The tax-to-GDP ratio varies significantly between Member States, with the highest share of taxes and social
contributions in percentage of GDP in 2018 being recorded in France (48.4%), Belgium (47.2%) and Denmark
(45.9%), followed by Sweden (44.4%), Austria (42.8%), Finland (42.4%) and Italy (42.0%). ( Eurostat )

Short Selling Bans

France along with some other European nations announced short-selling bans this morning which stop investors selling shares they do not own.

#BREAKING French market regulator bans short-selling on 92 stocks: statement ( @afp )

I pointed out that these things have a track record of failure

These sort of things cause a market rally in the short-term but usually wear off in a day or two.

The initial rally to over 4000 on the CAC 40 index soon wore off and we are now unchanged on the day having at one point being 100 points off. Of course some policy work will be writing a paper reminding us of the counterfactual.

Comment

I am expecting a lot more fiscal action in the next few days. The French template is for a move a bit less than 2% of GDP. That will of course rise as GDP falls.

The French government was assuming the economy would shrink about 1 per cent this year, instead of growing more than 1 per cent as previously predicted, Mr Le Maire said. ( Financial Times)

Frankly that looks very optimistic right now. The situation is fast moving as doe example Airbus which only yesterday expected to remain open announced this today.

Following the implementation of new measures in France and Spain to contain the COVID-19 pandemic, Airbus has decided to temporarily pause production and assembly activities at its French and Spanish sites across the Company for the next four days. This will allow sufficient time to implement stringent health and safety conditions in terms of hygiene, cleaning and self-distancing, while improving the efficiency of operations under the new working conditions.

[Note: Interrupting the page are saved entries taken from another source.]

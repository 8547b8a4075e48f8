//! Command-line interface definitions.

use clap::{Parser, Subcommand};
use fleet_types::ServiceCategory;
use std::path::PathBuf;

#[derive(Parser, Debug)]
#[command(name = "fleetd")]
#[command(about = "Fleet orchestration daemon", long_about = None)]
#[command(version = env!("CARGO_PKG_VERSION"))]
pub struct Args {
	/// Log filter (trace, debug, info, warn, error or a full directive).
	/// RUST_LOG takes precedence.
	#[arg(short, long, env = "FLEET_LOG_LEVEL", global = true)]
	pub log_level: Option<String>,

	/// Emit logs as JSON
	#[arg(long, global = true)]
	pub json_logs: bool,

	/// Subcommand to execute; defaults to `start`
	#[command(subcommand)]
	pub command: Option<Command>,
}

#[derive(Subcommand, Debug, Clone, PartialEq)]
pub enum Command {
	/// Start the daemon and run until interrupted
	Start {
		/// Path to configuration file
		#[arg(short, long, value_name = "FILE", env = "FLEET_CONFIG")]
		config: Option<PathBuf>,
	},

	/// Bring a fleet up in-process and print its status as JSON
	Status {
		#[arg(short, long, value_name = "FILE")]
		config: Option<PathBuf>,

		/// Only show one category
		#[arg(long)]
		category: Option<ServiceCategory>,
	},

	/// Validate a configuration file
	Validate {
		#[arg(value_name = "FILE")]
		config: PathBuf,
	},

	/// Print the effective configuration as JSON
	ShowConfig {
		#[arg(value_name = "FILE")]
		config: Option<PathBuf>,
	},

	/// Send a test message through the processing pipeline
	Test {
		#[arg(short, long)]
		message: String,

		#[arg(short, long, value_name = "FILE")]
		config: Option<PathBuf>,
	},
}

impl Args {
	pub fn command(&self) -> Command {
		self.command
			.clone()
			.unwrap_or(Command::Start { config: None })
	}
}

Let me now shift to the other part of the package.

Mr Le Maire said ammunition to prop up the economy also included €300bn of French state guarantees for bank loans to businesses and €1tn of such guarantees from European institutions. ( FT )

The problem is how will this work in practice? The numbers sound grand but for example the Bank of England announced up to £290 billion for SMEs only last week which everyone seems to have forgotten already! One bit that seemed rather devoid of reality to me at the time was this.

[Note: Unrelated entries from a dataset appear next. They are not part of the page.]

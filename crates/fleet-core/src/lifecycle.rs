// fleet-core/src/lifecycle.rs

use crate::error::CoreError;
use std::sync::atomic::{AtomicBool, Ordering};
use tokio::sync::{broadcast, RwLock};
use tracing::info;

/// Lifecycle of the daemon as a whole.
#[derive(Debug, Clone, Copy, PartialEq, Eq, serde::Serialize)]
pub enum LifecycleState {
	Uninitialized,
	Initializing,
	Running,
	Stopping,
	Stopped,
	Failed,
}

impl std::fmt::Display for LifecycleState {
	fn fmt(&self, f: &mut std::fmt::Formatter<'_>) -> std::fmt::Result {
		match self {
			Self::Uninitialized => write!(f, "Uninitialized"),
			Self::Initializing => write!(f, "Initializing"),
			Self::Running => write!(f, "Running"),
			Self::Stopping => write!(f, "Stopping"),
			Self::Stopped => write!(f, "Stopped"),
			Self::Failed => write!(f, "Failed"),
		}
	}
}

/// Tracks the daemon state and owns the shutdown channel every background
/// loop listens on.
pub struct LifecycleManager {
	state: RwLock<LifecycleState>,
	shutdown_tx: broadcast::Sender<()>,
	shutdown_requested: AtomicBool,
}

impl LifecycleManager {
	pub fn new() -> Self {
		let (shutdown_tx, _) = broadcast::channel(16);

		Self {
			state: RwLock::new(LifecycleState::Uninitialized),
			shutdown_tx,
			shutdown_requested: AtomicBool::new(false),
		}
	}

	pub async fn state(&self) -> LifecycleState {
		*self.state.read().await
	}

	pub async fn set_state(&self, new_state: LifecycleState) -> Result<(), CoreError> {
		let mut state = self.state.write().await;
		let old_state = *state;

		if !Self::is_valid_transition(old_state, new_state) {
			return Err(CoreError::Lifecycle(format!(
				"Invalid state transition from {} to {}",
				old_state, new_state
			)));
		}

		*state = new_state;
		info!("Daemon state changed: {} -> {}", old_state, new_state);

		Ok(())
	}

	pub async fn initialize(&self) -> Result<(), CoreError> {
		self.set_state(LifecycleState::Initializing).await
	}

	pub async fn start(&self) -> Result<(), CoreError> {
		self.set_state(LifecycleState::Running).await
	}

	pub async fn fail(&self) -> Result<(), CoreError> {
		self.set_state(LifecycleState::Failed).await
	}

	/// Signals every subscriber to stop without touching the state.
	///
	/// Safe to call from signal handlers and more than once.
	pub fn request_shutdown(&self) {
		if !self.shutdown_requested.swap(true, Ordering::SeqCst) {
			info!("Shutdown requested");
		}
		let _ = self.shutdown_tx.send(());
	}

	pub fn shutdown_requested(&self) -> bool {
		self.shutdown_requested.load(Ordering::SeqCst)
	}

	/// Running -> Stopping, signal the loops, then Stopped.
	pub async fn shutdown(&self) -> Result<(), CoreError> {
		self.set_state(LifecycleState::Stopping).await?;
		self.request_shutdown();
		self.set_state(LifecycleState::Stopped).await?;
		Ok(())
	}

	pub fn subscribe_shutdown(&self) -> broadcast::Receiver<()> {
		self.shutdown_tx.subscribe()
	}

	fn is_valid_transition(from: LifecycleState, to: LifecycleState) -> bool {
		use LifecycleState::*;

		match (from, to) {
			(Uninitialized, Initializing) => true,
			(Initializing, Running) => true,
			(Running, Stopping) => true,
			(Stopping, Stopped) => true,
			(Failed, Failed) => false,
			(_, Failed) => true,
			_ => false,
		}
	}

	pub async fn is_running(&self) -> bool {
		*self.state.read().await == LifecycleState::Running
	}

	pub async fn is_stopped(&self) -> bool {
		matches!(
			*self.state.read().await,
			LifecycleState::Stopped | LifecycleState::Failed
		)
	}
}

impl Default for LifecycleManager {
	fn default() -> Self {
		Self::new()
	}
}
use crate::category::ServiceCategory;
use crate::health::HealthStatus;
use crate::instance::{InstanceId, InstanceStatus};
use serde::{Deserialize, Serialize};

/// Events broadcast on the fleet event bus.
#[derive(Debug, Clone, Serialize, Deserialize)]
pub enum FleetEvent {
	Instance(InstanceEvent),
	Health(HealthEvent),
}

#[derive(Debug, Clone, Serialize, Deserialize)]
pub enum InstanceEvent {
	StatusChanged {
		instance_id: InstanceId,
		status: InstanceStatus,
	},
	Scaled {
		category: ServiceCategory,
		instances: usize,
	},
}

#[derive(Debug, Clone, Serialize, Deserialize)]
pub enum HealthEvent {
	Alert {
		instance_id: InstanceId,
		status: HealthStatus,
		issues: Vec<String>,
	},
}
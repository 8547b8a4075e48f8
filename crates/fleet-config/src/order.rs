//! Startup ordering of categories.

use crate::types::FleetConfig;
use crate::ConfigError;
use fleet_types::ServiceCategory;
use std::collections::HashSet;

/// Orders the configured categories so that every category comes after the
/// categories it depends on.
///
/// Categories are visited in declaration order, so independent categories
/// keep that order. Dependencies on categories that are not configured are
/// skipped here; validation reports them.
pub fn startup_order(config: &FleetConfig) -> Result<Vec<ServiceCategory>, ConfigError> {
	let mut order = Vec::with_capacity(config.services.len());
	let mut done = HashSet::new();
	let mut visiting = HashSet::new();

	for category in config.services.keys() {
		visit(*category, config, &mut done, &mut visiting, &mut order)?;
	}

	Ok(order)
}

fn visit(
	category: ServiceCategory,
	config: &FleetConfig,
	done: &mut HashSet<ServiceCategory>,
	visiting: &mut HashSet<ServiceCategory>,
	order: &mut Vec<ServiceCategory>,
) -> Result<(), ConfigError> {
	if done.contains(&category) {
		return Ok(());
	}
	if !visiting.insert(category) {
		return Err(ConfigError::DependencyCycle(category));
	}

	if let Some(settings) = config.services.get(&category) {
		for dep in &settings.dependencies {
			if config.services.contains_key(dep) {
				visit(*dep, config, done, visiting, order)?;
			}
		}
	}

	visiting.remove(&category);
	done.insert(category);
	order.push(category);
	Ok(())
}

#[cfg(test)]
mod tests {
	use super::*;
	use crate::types::ServiceSettings;
	use std::collections::BTreeMap;
	use ServiceCategory::*;

	fn config_with(deps: &[(ServiceCategory, Vec<ServiceCategory>)]) -> FleetConfig {
		let mut services = BTreeMap::new();
		for (category, dependencies) in deps {
			services.insert(
				*category,
				ServiceSettings {
					dependencies: dependencies.clone(),
					..ServiceSettings::default()
				},
			);
		}
		FleetConfig {
			services,
			..FleetConfig::default()
		}
	}

	#[test]
	fn test_default_order_puts_sage_last() {
		let order = startup_order(&FleetConfig::default()).unwrap();
		assert_eq!(order.len(), 7);
		assert_eq!(order.last(), Some(&SiliconSage));
		assert_eq!(order[0], Relevance);
	}

	#[test]
	fn test_dependencies_come_first() {
		// Relevance is declared first but waits for integration.
		let config = config_with(&[
			(Relevance, vec![Integration]),
			(Wisdom, vec![]),
			(Integration, vec![Wisdom]),
		]);
		let order = startup_order(&config).unwrap();
		assert_eq!(order, vec![Wisdom, Integration, Relevance]);
	}

	#[test]
	fn test_cycle_is_rejected() {
		let config = config_with(&[(Wisdom, vec![Integration]), (Integration, vec![Wisdom])]);
		assert!(matches!(
			startup_order(&config),
			Err(ConfigError::DependencyCycle(_))
		));
	}

	#[test]
	fn test_self_dependency_is_a_cycle() {
		let config = config_with(&[(Rationality, vec![Rationality])]);
		assert!(matches!(
			startup_order(&config),
			Err(ConfigError::DependencyCycle(Rationality))
		));
	}
}
//! Service instances and their lifecycle states.

use crate::category::ServiceCategory;
use chrono::{DateTime, Utc};
use serde::{Deserialize, Serialize};
use std::collections::HashMap;
use std::fmt;
use std::time::Duration;

/// Unique identifier of a registered instance.
pub type InstanceId = String;

/// Static configuration of one instance.
///
/// Immutable once registered; changing any of it means registering a new
/// instance.
#[derive(Debug, Clone, PartialEq, Serialize, Deserialize)]
pub struct InstanceConfig {
	pub category: ServiceCategory,
	pub instance_id: InstanceId,
	pub host: String,
	pub port: u16,
	pub workers: u32,
	/// Memory limit in MB
	pub memory_limit: u64,
	/// CPU share in cores
	pub cpu_limit: f64,
	pub environment: HashMap<String, String>,
	/// Categories that need a running, healthy instance before this one may start
	pub dependencies: Vec<ServiceCategory>,
	pub auto_restart: bool,
	pub health_check_interval: Duration,
	pub startup_timeout: Duration,
	pub shutdown_timeout: Duration,
}

impl InstanceConfig {
	/// Creates a configuration with default limits and a fresh identifier.
	pub fn new(category: ServiceCategory) -> Self {
		let suffix = uuid::Uuid::new_v4().simple().to_string();
		Self {
			category,
			instance_id: format!("{}-{}", category, &suffix[..8]),
			host: "localhost".to_string(),
			port: 8080,
			workers: 1,
			memory_limit: 1024,
			cpu_limit: 1.0,
			environment: HashMap::new(),
			dependencies: Vec::new(),
			auto_restart: true,
			health_check_interval: Duration::from_secs(30),
			startup_timeout: Duration::from_secs(60),
			shutdown_timeout: Duration::from_secs(30),
		}
	}

	pub fn with_id(mut self, instance_id: impl Into<InstanceId>) -> Self {
		self.instance_id = instance_id.into();
		self
	}

	pub fn with_port(mut self, port: u16) -> Self {
		self.port = port;
		self
	}

	pub fn with_limits(mut self, memory_limit: u64, cpu_limit: f64) -> Self {
		self.memory_limit = memory_limit;
		self.cpu_limit = cpu_limit;
		self
	}

	pub fn with_dependencies(mut self, dependencies: Vec<ServiceCategory>) -> Self {
		self.dependencies = dependencies;
		self
	}

	pub fn with_auto_restart(mut self, auto_restart: bool) -> Self {
		self.auto_restart = auto_restart;
		self
	}

	/// Minimum time between two liveness probes of this instance.
	pub fn with_health_check_interval(mut self, interval: Duration) -> Self {
		self.health_check_interval = interval;
		self
	}

	pub fn with_timeouts(mut self, startup: Duration, shutdown: Duration) -> Self {
		self.startup_timeout = startup;
		self.shutdown_timeout = shutdown;
		self
	}

	pub fn address(&self) -> String {
		format!("{}:{}", self.host, self.port)
	}
}

/// Lifecycle status of an instance.
#[derive(Debug, Clone, Copy, PartialEq, Eq, Hash, Serialize, Deserialize)]
#[serde(rename_all = "snake_case")]
pub enum InstanceStatus {
	Stopped,
	Starting,
	Running,
	Stopping,
	Error,
	Maintenance,
}

impl InstanceStatus {
	/// Whether the lifecycle state machine allows moving from `self` to `to`.
	pub fn can_transition_to(&self, to: InstanceStatus) -> bool {
		use InstanceStatus::*;

		match (*self, to) {
			(Stopped, Starting) => true,
			(Starting, Running) => true,
			(Starting, Error) => true,
			(Starting, Stopping) => true,
			(Running, Stopping) => true,
			(Running, Error) => true,
			(Stopping, Stopped) => true,
			(Stopping, Error) => true,
			// operator actions
			(Error, Stopped) => true,
			(Stopped, Maintenance) => true,
			(Error, Maintenance) => true,
			(Maintenance, Stopped) => true,
			_ => false,
		}
	}

	pub fn is_active(&self) -> bool {
		matches!(self, InstanceStatus::Running | InstanceStatus::Starting)
	}
}

impl fmt::Display for InstanceStatus {
	fn fmt(&self, f: &mut fmt::Formatter<'_>) -> fmt::Result {
		match self {
			Self::Stopped => write!(f, "stopped"),
			Self::Starting => write!(f, "starting"),
			Self::Running => write!(f, "running"),
			Self::Stopping => write!(f, "stopping"),
			Self::Error => write!(f, "error"),
			Self::Maintenance => write!(f, "maintenance"),
		}
	}
}

/// Result of the registry's own liveness probing.
#[derive(Debug, Clone, Copy, PartialEq, Eq, Serialize, Deserialize)]
#[serde(rename_all = "snake_case")]
pub enum InstanceHealth {
	Unknown,
	Healthy,
	Unhealthy,
}

/// A registered instance with its runtime state.
#[derive(Debug, Clone, Serialize, Deserialize)]
pub struct ServiceInstance {
	pub config: InstanceConfig,
	pub status: InstanceStatus,
	pub process_id: Option<u32>,
	pub start_time: Option<DateTime<Utc>>,
	pub last_health_check: Option<DateTime<Utc>>,
	pub health: InstanceHealth,
	/// Consecutive error counter, decremented by successful probes
	pub error_count: u32,
	pub restart_count: u32,
}

impl ServiceInstance {
	pub fn new(config: InstanceConfig) -> Self {
		Self {
			config,
			status: InstanceStatus::Stopped,
			process_id: None,
			start_time: None,
			last_health_check: None,
			health: InstanceHealth::Unknown,
			error_count: 0,
			restart_count: 0,
		}
	}

	pub fn id(&self) -> &str {
		&self.config.instance_id
	}

	pub fn category(&self) -> ServiceCategory {
		self.config.category
	}

	/// Running and last seen healthy.
	pub fn is_available(&self) -> bool {
		self.status == InstanceStatus::Running && self.health == InstanceHealth::Healthy
	}
}

#[cfg(test)]
mod tests {
	use super::*;

	#[test]
	fn test_default_config_values() {
		let config = InstanceConfig::new(ServiceCategory::MeaningMaking);
		assert_eq!(config.port, 8080);
		assert_eq!(config.host, "localhost");
		assert_eq!(config.workers, 1);
		assert_eq!(config.memory_limit, 1024);
		assert_eq!(config.cpu_limit, 1.0);
		assert!(config.auto_restart);
		assert_eq!(config.health_check_interval, Duration::from_secs(30));
		assert!(config.instance_id.starts_with("meaning_making-"));
	}

	#[test]
	fn test_generated_ids_differ() {
		let a = InstanceConfig::new(ServiceCategory::Wisdom);
		let b = InstanceConfig::new(ServiceCategory::Wisdom);
		assert_ne!(a.instance_id, b.instance_id);
	}

	#[test]
	fn test_lifecycle_transitions() {
		use InstanceStatus::*;

		assert!(Stopped.can_transition_to(Starting));
		assert!(Starting.can_transition_to(Running));
		assert!(Running.can_transition_to(Stopping));
		assert!(Stopping.can_transition_to(Stopped));
		assert!(Running.can_transition_to(Error));

		assert!(!Stopped.can_transition_to(Running));
		assert!(!Running.can_transition_to(Starting));
		assert!(!Running.can_transition_to(Maintenance));
		assert!(!Maintenance.can_transition_to(Starting));
		assert!(!Error.can_transition_to(Running));
	}

	#[test]
	fn test_new_instance_is_stopped() {
		let instance = ServiceInstance::new(InstanceConfig::new(ServiceCategory::Relevance));
		assert_eq!(instance.status, InstanceStatus::Stopped);
		assert_eq!(instance.health, InstanceHealth::Unknown);
		assert!(!instance.is_available());
	}
}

The release of the countercyclical capital buffer will support up to £190bn of bank lending to businesses. That is equivalent to 13 times banks’ net lending to businesses in 2019.

Returning to pure fiscal policy I am expecting more of it and would suggest it is aimed at two areas.

  1. Supporting individuals who through not fault of their own have seen incomes plunge and maybe disappear.
  2. Similar for small businesses and indeed larger ones which are considered vital.

Just for clarity that does not mean for banks and the housing market where such monies have a habit of ending up.

Meanwhile a country which badly needs help is still suffering from the “ECB not here to close bond spreads” of Christine Lagarde last week as its ten-year yield has risen to 2.3%. Her open mouth operation has undone a lot of ECB buying.